→ EXERCISE DIRECTIONS: Below are records; reproduce exactly the lines from the first through the one containing "the event handlers.".

____ RECORDS FOR PROCESSING

//! Interactive bot front-end.
//!
//! Translates slash commands and button presses into [`StockNotifier`]
//! operations and renders the resulting menus. Each inbound event is handled
//! on its own task so one slow user never holds up another.

pub mod actions;
pub mod menus;

pub use actions::BotAction;

use crate::channels::{InboundEvent, InlineKeyboard, InteractiveChannel, MessageHandle};
use crate::error::{Result, StockError};
use crate::notifier::StockNotifier;
use crate::profile::SubscriberId;
use crate::scheduler::is_cycle_boundary;
use crate::stock::Category;
use chrono::{Timelike, Utc};
use std::sync::Arc;
use std::time::Duration;
use tokio::sync::mpsc;
use tokio_util::sync::CancellationToken;
use tracing::{debug, info, warn};

/// Bounded queue between the channel poller and the event handlers.
const INBOUND_QUEUE_SIZE: usize = 64;

/// What the bot shows in response to an action.
#[derive(Debug, Clone, PartialEq, Eq)]
pub enum BotReply {
    Text(String),
    Menu {
        text: String,
        keyboard: InlineKeyboard,
    },
    Nothing,
}

impl BotReply {
    fn menu(text: impl Into<String>, keyboard: InlineKeyboard) -> Self {
        Self::Menu {
            text: text.into(),
            keyboard,
        }
    }
}

/// Executes bot actions against the notifier.
pub struct BotHandler {
    notifier: Arc<StockNotifier>,
    cycle_minutes: u32,
}

impl BotHandler {
    pub fn new(notifier: Arc<StockNotifier>, cycle_minutes: u32) -> Self {
        Self {
            notifier,
            cycle_minutes,
        }
    }

    /// Perform `action` on behalf of `caller`.
    ///
    /// # Errors
    ///
    /// [`StockError::InvalidItem`] for a toggle outside the catalog,
    /// [`StockError::Persistence`] when a preference change cannot be saved.
    pub async fn handle(&self, caller: SubscriberId, action: BotAction) -> Result<BotReply> {
        match action {
            BotAction::Start => {
                self.notifier.profile(caller)?;
                Ok(BotReply::Text(menus::WELCOME_TEXT.to_owned()))
            }
            BotAction::Menu | BotAction::MainMenu => self.main_menu(caller),
            BotAction::SaveStock => Ok(BotReply::Text(self.save_stock(caller).await)),
            BotAction::ViewStock => match self.notifier.current_stock() {
                Some(snapshot) => {
                    let minute = Utc::now().minute();
                    let refreshing = is_cycle_boundary(minute, 0, self.cycle_minutes, 1);
                    let (text, keyboard) = menus::stock_view(&snapshot, refreshing);
                    Ok(BotReply::menu(text, keyboard))
                }
                None => {
                    let profile = self.notifier.profile(caller)?;
                    Ok(BotReply::menu(menus::LOADING_TEXT, menus::main_menu(&profile)))
                }
            },
            BotAction::ConfigTracking => self.tracking_menu(caller, Category::Seeds),
            BotAction::ShowCategory(category) => self.tracking_menu(caller, category),
            BotAction::Track { category, item } => {
                let tracked = self.notifier.toggle_tracked(caller, category, &item)?;
                debug!(subscriber = %caller, %category, %item, tracked, "tracking toggled");
                self.tracking_menu(caller, category)
            }
            BotAction::ToggleTracking => {
                let enabled = self.notifier.toggle_enabled(caller).await?;
                info!(subscriber = %caller, enabled, "tracking switched");
                self.main_menu(caller)
            }
            BotAction::Noop => Ok(BotReply::Nothing),
        }
    }

    fn main_menu(&self, caller: SubscriberId) -> Result<BotReply> {
        let profile = self.notifier.profile(caller)?;
        Ok(BotReply::menu(menus::MENU_TEXT, menus::main_menu(&profile)))
    }

    fn tracking_menu(&self, caller: SubscriberId, category: Category) -> Result<BotReply> {
        let profile = self.notifier.profile(caller)?;
        Ok(BotReply::menu(
            menus::TRACKING_TEXT,
            menus::tracking_menu(&profile, category),
        ))
    }

    async fn save_stock(&self, caller: SubscriberId) -> String {
        match self.notifier.force_save_stock(caller).await {
            Ok(snapshot) => format!(
                "✅ Stock saved successfully!\nTimestamp: {}",
                snapshot.timestamp
            ),
            Err(StockError::AccessDenied(_)) => menus::ACCESS_DENIED_TEXT.to_owned(),
            Err(e) => format!("❌ Error: {e}"),
        }
    }
}

/// Runs the channel poller and dispatches inbound events to [`BotHandler`].
pub struct BotRuntime {
    channel: Arc<dyn InteractiveChannel>,
    handler: Arc<BotHandler>,
    cancel: CancellationToken,
}

impl BotRuntime {
    pub fn new(
        channel: Arc<dyn InteractiveChannel>,
        handler: BotHandler,
        cancel: CancellationToken,
    ) -> Self {
        Self {
            channel,
            handler: Arc::new(handler),
            cancel,
        }
    }

    /// Start polling and handling events until cancelled.
    pub fn run(self) -> tokio::task::JoinHandle<()> {
        tokio::spawn(async move {
            let (inbound_tx, mut inbound_rx) = mpsc::channel::<InboundEvent>(INBOUND_QUEUE_SIZE);

            let poller = {
                let channel = Arc::clone(&self.channel);
                let cancel = self.cancel.clone();
                tokio::spawn(async move {
                    let mut backoff_secs = 2u64;
                    loop {
                        let result = tokio::select! {
                            biased;
                            () = cancel.cancelled() => return,
                            result = channel.run(inbound_tx.clone()) => result,
                        };
                        match result {
                            Ok(()) => warn!("channel {} stopped; restarting", channel.id()),
                            Err(err) => warn!(
                                "channel {} failed: {err}; retrying in {backoff_secs}s",
                                channel.id()
                            ),
                        }
                        tokio::select! {
                            biased;
                            () = cancel.cancelled() => return,
                            () = tokio::time::sleep(Duration::from_secs(backoff_secs)) => {}
                        }
                        backoff_secs = backoff_secs.saturating_mul(2).min(60);
                    }
                })
            };

            info!("bot started on {}", self.channel.id());
            loop {
                let event = tokio::select! {
                    biased;
                    () = self.cancel.cancelled() => break,
                    event = inbound_rx.recv() => event,
                };
                let Some(event) = event else {
                    break;
                };
                let channel = Arc::clone(&self.channel);
                let handler = Arc::clone(&self.handler);
                tokio::spawn(async move {
                    process_event(channel.as_ref(), &handler, event).await;
                });
            }

            poller.abort();
            info!("bot stopped");
        })
    }
}

/// Handle one inbound event and deliver the reply.
pub async fn process_event(
    channel: &dyn InteractiveChannel,
    handler: &BotHandler,
    event: InboundEvent,
) {
    match event {
        InboundEvent::Command {
            from,
            chat,
            command,
        } => {
            let Some(action) = BotAction::from_command(&command) else {
                debug!(subscriber = %from, %command, "ignoring unknown command");
                return;
            };
            let reply = handler.handle(from, action).await.unwrap_or_else(|e| {
                warn!(subscriber = %from, "command /{command} failed: {e}");
                failure_reply(&e)
            });
            send_reply(channel, chat, reply).await;
        }
        InboundEvent::Callback {
            id,
            from,
            chat,
            message,
            data,
        } => {
            if let Err(e) = channel.acknowledge(&id).await {
                debug!("cannot acknowledge callback {id}: {e}");
            }
            let Some(action) = BotAction::from_callback(&data) else {
                debug!(subscriber = %from, %data, "ignoring unknown callback");
                return;
            };
            let reply = handler.handle(from, action).await.unwrap_or_else(|e| {
                warn!(subscriber = %from, "callback {data} failed: {e}");
                failure_reply(&e)
            });
            edit_reply(channel, chat, message, reply).await;
        }
    }
}

/// Short text telling the user their action did not go through.
fn failure_reply(error: &StockError) -> BotReply {
    BotReply::Text(format!("❌ Error: {error}"))
}

async fn send_reply(channel: &dyn InteractiveChannel, chat: SubscriberId, reply: BotReply) {
    let result = match reply {
        BotReply::Text(text) => channel.send(chat, &text).await.map(drop),
        BotReply::Menu { text, keyboard } => {
            channel.send_menu(chat, &text, &keyboard).await.map(drop)
        }
        BotReply::Nothing => Ok(()),
    };
    if let Err(e) = result {
        warn!(chat = %chat, "failed to send reply: {e}");
    }
}

async fn edit_reply(
    channel: &dyn InteractiveChannel,
    chat: SubscriberId,
    message: MessageHandle,
    reply: BotReply,
) {
    let result = match reply {
        BotReply::Menu { text, keyboard } => {
            channel.edit_menu(chat, message, &text, &keyboard).await
        }
        BotReply::Text(text) => channel.send(chat, &text).await.map(drop),
        BotReply::Nothing => Ok(()),
    };
    if let Err(e) = result {
        warn!(chat = %chat, "failed to update menu: {e}");
    }
}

________

→ ANSWER SPACE:
//! Interactive bot front-end.
//!
//! Translates slash commands and button presses into [`StockNotifier`]
//! operations and renders the resulting menus. Each inbound event is handled
//! on its own task so one slow user never holds up another.

pub mod actions;
pub mod menus;

pub use actions::BotAction;

use crate::channels::{InboundEvent, InlineKeyboard, InteractiveChannel, MessageHandle};
use crate::error::{Result, StockError};
use crate::notifier::StockNotifier;
use crate::profile::SubscriberId;
use crate::scheduler::is_cycle_boundary;
use crate::stock::Category;
use chrono::{Timelike, Utc};
use std::sync::Arc;
use std::time::Duration;
use tokio::sync::mpsc;
use tokio_util::sync::CancellationToken;
use tracing::{debug, info, warn};

/// Bounded queue between the channel poller and the event handlers.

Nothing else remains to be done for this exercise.